И мы отправились гулять. Уже к вечеру я мог бы запросто проглотить бутерброд с гуталином - и ничего: язык распух и ошершавел от избытка горючих напитков, которые заедались и запивались без разбору и вперемешку и вперемежку яблоками, шпротами, крутыми железнодорожными яйцами, минеральной водой, чуть подтухшим балыком из жестянок, паюсной икрой, пирожками с алебастром, сырым мясным фаршем с черным перцем и солью, черствым хлебом, греческим оливковым маслом, апельсиновым соком, сосисками, сухим яблочным пирогом, кетчупом пополам с водопроводной водой, зелеными яблоками, бананами, мидиями в уксусе, баранками с маком, горячим говяжьим бульоном, галетами, пенопластом, жареной курицей, спитым чаем, еще черт знает чем черт знает из чего и каким-то неописуемым напитком с немецким названием такой длины, что выговорить его или хотя бы дочитать до конца не смогла бы даже самая-пресамая отличница.
Через двое суток мы очнулись на берегу Верхнего озера, где отоспались, искупались, снова отоспались, привели себя в порядок и бодро зашагали к ресторану, встроенному в крепостной вал, окружавший озеро и составлявший единое целое с фортом Генерал-дер-Дона, на башне которого в апреле сорок пятого был поднят красный флаг в ознаменование падения страшнейшей из крепостей - города королей Кёнигсберга.

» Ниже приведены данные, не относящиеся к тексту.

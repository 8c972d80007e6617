//! Poisson-disk sampling over an integer domain.

use std::f64::consts::TAU;

use glam::IVec2;
use rand::Rng;
use serde::{Deserialize, Serialize};
use tracing::debug;

use super::grid::BackgroundGrid;
use crate::error::GenerationError;

/// Candidate attempts per active sample.
pub const DEFAULT_ATTEMPTS: usize = 30;

/// Grid cells scanned around a candidate when validating spacing.
///
/// Cells are `r / √2` wide, so a sample two cells away can still be closer
/// than `r`; a reach of 2 (a 5×5 block) covers every such sample.
pub const VALIDATION_REACH: i32 = 2;

/// Where the first sample of a pass is placed.
#[derive(Debug, Clone, Copy, PartialEq, Eq, Serialize, Deserialize)]
pub enum SeedPolicy {
    /// `(width >> 1, height >> 1)`.
    Center,
    /// Uniformly random in-bounds point.
    Random,
}

/// Fills `[0, bounds.x) × [0, bounds.y)` with samples at least
/// `min_distance` apart.
///
/// Each iteration picks a random active sample and tries `attempts`
/// candidates in the annulus `[r, 2r)` around it. Every valid candidate is
/// accepted; a sample that yields none is retired from the active set.
///
/// Returns the grid, which owns the accepted samples in acceptance order.
pub fn poisson_sample<R: Rng + ?Sized>(
    bounds: IVec2,
    min_distance: f32,
    seed: SeedPolicy,
    attempts: usize,
    rng: &mut R,
) -> Result<BackgroundGrid, GenerationError> {
    if attempts == 0 {
        return Err(GenerationError::config("sampling attempts must be positive"));
    }
    let mut grid = BackgroundGrid::new(bounds, min_distance)?;

    let s0 = match seed {
        SeedPolicy::Center => IVec2::new(bounds.x >> 1, bounds.y >> 1),
        SeedPolicy::Random => IVec2::new(rng.random_range(0..bounds.x), rng.random_range(0..bounds.y)),
    };
    let mut active: Vec<usize> = grid.insert(s0).into_iter().collect();

    while !active.is_empty() {
        let working_index = rng.random_range(0..active.len());
        let working = grid.samples()[active[working_index]].position;

        let mut found = false;
        for _ in 0..attempts {
            let candidate = annulus_point(working, min_distance, bounds, rng);
            if !grid.is_far_from_neighbors(candidate, VALIDATION_REACH) {
                continue;
            }
            if let Some(order) = grid.insert(candidate) {
                active.push(order);
                found = true;
            }
        }

        if !found {
            active.remove(working_index);
        }
    }

    debug!(
        samples = grid.len(),
        min_distance,
        width = bounds.x,
        height = bounds.y,
        "poisson sampling finished"
    );
    Ok(grid)
}

/// Random point at distance `[r, 2r)` from `center`, clamped into the domain
/// and truncated to integer coordinates.
fn annulus_point<R: Rng + ?Sized>(center: IVec2, r: f32, bounds: IVec2, rng: &mut R) -> IVec2 {
    let angle = rng.random::<f64>() * TAU;
    let radius = r as f64 + rng.random::<f64>() * r as f64;
    let x = (center.x as f64 + radius * angle.cos()).clamp(0.0, (bounds.x - 1) as f64);
    let y = (center.y as f64 + radius * angle.sin()).clamp(0.0, (bounds.y - 1) as f64);
    IVec2::new(x as i32, y as i32)
}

У Коня всюду были знакомые, и не успел он перемолвиться парой слов с привратником, как мы оказались в продымленном узком зале, где в самом тесном углу нас ждал - ба, какая неожиданная встреча! - Муравьед. Он был голоден, трезв и сердит, но выговаривать нам не стал - только ткнул пальцем в циферблат.
- Зато мы опять выговариваем слово Гибралтар, - возразил Конь, садясь и подзывая официанта. - А Борис... Ты какое слово вспомнил, Борис?
- Гвадалквивир, - без напряжения выговорил я. - Струит зефир.
Я уже понял, что встреча с Муравьедом была вовсе не случайной. Конь устроил ее ради меня. Я не испытывал к Муравьеду никаких чувств, кроме сдержанно-дружественных. Таких людей - с выступающей вперед узкой собачьей челюстью, близко посаженными глазами и высоким ясным лбом - лучше иметь на своей стороне. Он мне нравился, но только как партнер. И вот что рассказал партнер, вгрызаясь в шашлык и попивая холодную водку.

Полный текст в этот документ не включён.